Counting closed geodesics and improving Weyl’s law for predominant sets of metrics ( CANCELED)
Counting closed geodesics and improving Weyl’s law for predominant sets of metrics ( CANCELED)
*CANCELED*
We discuss the typical behavior of two important quantities on compact manifolds with a Riemannian metric g: the number, c(T, g), of primitive closed geodesics of length smaller than T, and the error, E(L, g), in the Weyl law for counting the number of Laplace eigenvalues that are smaller than L. For Baire generic metrics, the qualitative behavior of both of these quantities has been understood since the 1970’s and 1980’s. In terms of quantitative behavior, the only available result is due to Contreras and it says that an exponential lower bound on c(T, g) holds for g in a Baire-generic set. Until now, no upper bounds on c(T, g) or quantitative improvements on E(L, g) were known to hold for most metrics, not even for a dense set of metrics.
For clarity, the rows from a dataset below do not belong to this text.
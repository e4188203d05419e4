mod common;

use predicates::prelude::*;
use predicates::str::contains;
use regex::Regex;

#[test]
fn summary_and_list_show_over_budget_groceries() {
    let home = common::temp_home();
    let snapshot = common::write_snapshot(&home, common::SAMPLE_SNAPSHOT);
    let input = format!("load {}\nsummary\nlist\nexit\n", snapshot.display());

    let assert = common::script_command(&home)
        .write_stdin(input)
        .assert()
        .success()
        .stdout(contains("Loaded account snapshot"))
        .stdout(contains("Remaining Balance  ₹500"))
        .stdout(contains("Total Spent        ₹200"));

    let stdout = String::from_utf8_lossy(&assert.get_output().stdout).into_owned();
    let groceries = Regex::new(r"(?m)^\s*1\s+Groceries\s+₹100\s+₹200\s+Over$").unwrap();
    assert!(groceries.is_match(&stdout), "unexpected list:\n{stdout}");
    let transport = Regex::new(r"(?m)^\s*2\s+Transport\s+₹0\s+₹0\s+Under$").unwrap();
    assert!(transport.is_match(&stdout), "unexpected list:\n{stdout}");
}

#[test]
fn commands_without_snapshot_explain_how_to_load() {
    let home = common::temp_home();
    common::script_command(&home)
        .write_stdin("summary\nlist\n")
        .assert()
        .success()
        .stdout(contains("No account snapshot loaded"))
        .stdout(contains("No budgets created yet. Create your first budget!"));
}

#[test]
fn search_with_no_match_shows_filtered_empty_state() {
    let home = common::temp_home();
    let snapshot = common::write_snapshot(&home, common::SAMPLE_SNAPSHOT);
    let input = format!("load {}\nsearch rent\n", snapshot.display());

    common::script_command(&home)
        .write_stdin(input)
        .assert()
        .success()
        .stdout(contains("No budgets match your search criteria"));
}

#[test]
fn filter_over_keeps_only_groceries() {
    let home = common::temp_home();
    let snapshot = common::write_snapshot(&home, common::SAMPLE_SNAPSHOT);
    let input = format!("load {}\nfilter over\n", snapshot.display());

    common::script_command(&home)
        .write_stdin(input)
        .assert()
        .success()
        .stdout(contains("Over Budget"))
        .stdout(contains("Groceries"))
        .stdout(contains("Transport").not());
}

#[test]
fn edit_create_and_delete_report_outcomes() {
    let home = common::temp_home();
    let snapshot = common::write_snapshot(&home, common::SAMPLE_SNAPSHOT);
    let input = format!(
        "load {}\nedit 1 250\ncreate Transport 50\ncreate Groceries 10\ndelete 2\nsummary\n",
        snapshot.display()
    );

    common::script_command(&home)
        .write_stdin(input)
        .assert()
        .success()
        .stdout(contains("Budget updated successfully"))
        .stdout(contains("Budget created successfully"))
        .stdout(contains("Failed to create budget"))
        .stdout(contains("Budget deleted successfully"))
        .stdout(contains("Total Budgeted     ₹250"));
}

#[test]
fn view_prints_detail_route() {
    let home = common::temp_home();
    let snapshot = common::write_snapshot(&home, common::SAMPLE_SNAPSHOT);
    let input = format!("load {}\nview 3\nview 42\n", snapshot.display());

    common::script_command(&home)
        .write_stdin(input)
        .assert()
        .success()
        .stdout(contains("#3 Eating Out -> /budgets/3"))
        .stdout(contains("42"));
}

#[test]
fn settings_navigation_marks_one_section() {
    let home = common::temp_home();
    common::script_command(&home)
        .write_stdin("settings privacy\nsettings /nowhere\n")
        .assert()
        .success()
        .stdout(contains("Privacy and Security"))
        .stdout(contains("`/nowhere` does not match any section."));
}

#[test]
fn last_snapshot_is_reopened_on_start() {
    let home = common::temp_home();
    let snapshot = common::write_snapshot(&home, common::SAMPLE_SNAPSHOT);
    common::script_command(&home)
        .write_stdin(format!("load {}\n", snapshot.display()))
        .assert()
        .success();

    common::script_command(&home)
        .write_stdin("summary\n")
        .assert()
        .success()
        .stdout(contains("Monthly Income     ₹1,000"));
}

#[test]
fn null_snapshot_file_clears_the_account() {
    let home = common::temp_home();
    let snapshot = common::write_snapshot(&home, "null");
    common::script_command(&home)
        .write_stdin(format!("load {}\nlist\n", snapshot.display()))
        .assert()
        .success()
        .stdout(contains("holds no account snapshot"))
        .stdout(contains("No budgets created yet"));
}

#[test]
fn locale_controls_digit_grouping() {
    let home = common::temp_home();
    let snapshot = common::write_snapshot(&home, common::SAMPLE_SNAPSHOT);
    let input = format!(
        "load {}\nset \"Disposable Income\" 300\nset Income 250000\nsummary\nconfig set locale en-US\nsummary\n",
        snapshot.display()
    );

    common::script_command(&home)
        .write_stdin(input)
        .assert()
        .success()
        .stdout(contains("Disposable_Income set to ₹300"))
        .stdout(contains("Monthly Income     ₹2,50,000"))
        .stdout(contains("Monthly Income     ₹250,000"));
}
In this talk, we will introduce the concept of predominance in the space of Riemannian metrics. This is a notion that is analogous to having full Lebesgue measure in finite dimensions, and which, in particular, implies density. We will then give stretched exponential upper bounds for c(T, g) and logarithmic improvements for E(L, g) that hold for a predominant set of metrics.
This is based on joint work with J. Galkowski.